WORK TASK: In the entries below, find each line with the word "token" and pull it out.

TASK INPUTS:
== Segment start ==
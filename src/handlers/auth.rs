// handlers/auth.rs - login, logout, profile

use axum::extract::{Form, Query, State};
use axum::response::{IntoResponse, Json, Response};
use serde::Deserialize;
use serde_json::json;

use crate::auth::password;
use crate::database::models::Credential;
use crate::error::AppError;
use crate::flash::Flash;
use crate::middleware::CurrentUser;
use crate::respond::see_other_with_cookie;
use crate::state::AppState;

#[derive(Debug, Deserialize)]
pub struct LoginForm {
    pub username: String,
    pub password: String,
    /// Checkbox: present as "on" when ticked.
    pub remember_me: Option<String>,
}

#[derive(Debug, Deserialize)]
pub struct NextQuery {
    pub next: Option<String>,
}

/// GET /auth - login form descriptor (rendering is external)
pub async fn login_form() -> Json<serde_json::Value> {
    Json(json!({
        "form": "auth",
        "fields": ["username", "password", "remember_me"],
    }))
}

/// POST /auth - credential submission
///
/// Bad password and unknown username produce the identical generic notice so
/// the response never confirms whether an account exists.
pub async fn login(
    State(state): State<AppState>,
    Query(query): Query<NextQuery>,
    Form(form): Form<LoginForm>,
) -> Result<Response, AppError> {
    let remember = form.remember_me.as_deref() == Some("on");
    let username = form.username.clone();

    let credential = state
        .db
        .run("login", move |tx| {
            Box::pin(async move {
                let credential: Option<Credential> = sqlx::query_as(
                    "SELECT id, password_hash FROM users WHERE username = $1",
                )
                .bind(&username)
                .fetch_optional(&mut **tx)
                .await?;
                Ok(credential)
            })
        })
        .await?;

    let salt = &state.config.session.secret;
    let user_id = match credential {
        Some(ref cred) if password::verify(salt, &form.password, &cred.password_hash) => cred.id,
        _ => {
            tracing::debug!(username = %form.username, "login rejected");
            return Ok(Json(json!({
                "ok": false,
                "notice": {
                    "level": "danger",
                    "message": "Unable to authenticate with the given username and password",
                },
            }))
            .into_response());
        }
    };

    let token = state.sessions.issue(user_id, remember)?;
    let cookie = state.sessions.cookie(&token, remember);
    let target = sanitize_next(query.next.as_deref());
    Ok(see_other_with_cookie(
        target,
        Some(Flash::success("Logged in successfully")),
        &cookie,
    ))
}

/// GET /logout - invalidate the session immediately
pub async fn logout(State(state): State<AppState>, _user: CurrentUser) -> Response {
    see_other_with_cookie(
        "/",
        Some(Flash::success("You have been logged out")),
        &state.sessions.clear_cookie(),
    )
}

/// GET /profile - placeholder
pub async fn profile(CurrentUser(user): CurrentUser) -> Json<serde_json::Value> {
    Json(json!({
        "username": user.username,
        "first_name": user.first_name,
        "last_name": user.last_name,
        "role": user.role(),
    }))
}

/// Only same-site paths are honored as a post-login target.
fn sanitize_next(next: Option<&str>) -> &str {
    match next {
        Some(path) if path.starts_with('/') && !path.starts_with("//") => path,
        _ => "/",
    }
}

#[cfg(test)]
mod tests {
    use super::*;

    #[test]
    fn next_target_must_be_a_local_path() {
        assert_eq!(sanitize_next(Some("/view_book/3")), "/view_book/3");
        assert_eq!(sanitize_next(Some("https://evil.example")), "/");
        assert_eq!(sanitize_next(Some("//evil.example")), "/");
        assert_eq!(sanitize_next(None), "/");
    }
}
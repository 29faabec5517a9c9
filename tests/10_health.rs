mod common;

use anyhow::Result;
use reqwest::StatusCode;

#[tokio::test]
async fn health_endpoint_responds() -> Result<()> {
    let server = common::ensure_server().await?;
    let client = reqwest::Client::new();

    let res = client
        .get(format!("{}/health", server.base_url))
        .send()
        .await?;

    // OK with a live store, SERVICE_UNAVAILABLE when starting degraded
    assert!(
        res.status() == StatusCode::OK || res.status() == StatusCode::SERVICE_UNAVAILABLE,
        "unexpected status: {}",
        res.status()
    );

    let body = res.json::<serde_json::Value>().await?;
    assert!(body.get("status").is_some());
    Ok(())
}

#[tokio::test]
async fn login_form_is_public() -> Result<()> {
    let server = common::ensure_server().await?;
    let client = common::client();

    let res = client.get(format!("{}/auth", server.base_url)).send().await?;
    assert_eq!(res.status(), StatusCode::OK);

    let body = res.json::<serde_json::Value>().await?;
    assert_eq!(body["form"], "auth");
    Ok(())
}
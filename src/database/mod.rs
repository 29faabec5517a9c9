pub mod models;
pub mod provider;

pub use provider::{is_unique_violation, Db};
== Segment end ==
== Segment start ==
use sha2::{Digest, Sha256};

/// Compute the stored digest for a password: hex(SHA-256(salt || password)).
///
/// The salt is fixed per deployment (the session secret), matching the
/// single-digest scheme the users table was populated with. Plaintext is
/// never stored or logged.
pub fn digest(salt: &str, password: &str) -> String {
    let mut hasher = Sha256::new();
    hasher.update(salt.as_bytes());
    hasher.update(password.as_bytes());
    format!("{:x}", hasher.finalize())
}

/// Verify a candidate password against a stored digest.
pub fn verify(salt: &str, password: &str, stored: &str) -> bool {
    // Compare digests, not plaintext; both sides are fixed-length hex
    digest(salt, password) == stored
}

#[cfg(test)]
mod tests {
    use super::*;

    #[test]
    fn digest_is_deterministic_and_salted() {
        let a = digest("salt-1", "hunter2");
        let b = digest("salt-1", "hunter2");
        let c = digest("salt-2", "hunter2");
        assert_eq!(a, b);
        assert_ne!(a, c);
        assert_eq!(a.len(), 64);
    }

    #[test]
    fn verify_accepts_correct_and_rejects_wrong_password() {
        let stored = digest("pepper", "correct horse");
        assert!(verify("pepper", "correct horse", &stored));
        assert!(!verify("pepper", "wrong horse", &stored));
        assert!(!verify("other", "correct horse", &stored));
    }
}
== Segment end ==
SOLUTION FOR THIS EXERCISE:
    let token = state.sessions.issue(user_id, remember)?;
    let cookie = state.sessions.cookie(&token, remember);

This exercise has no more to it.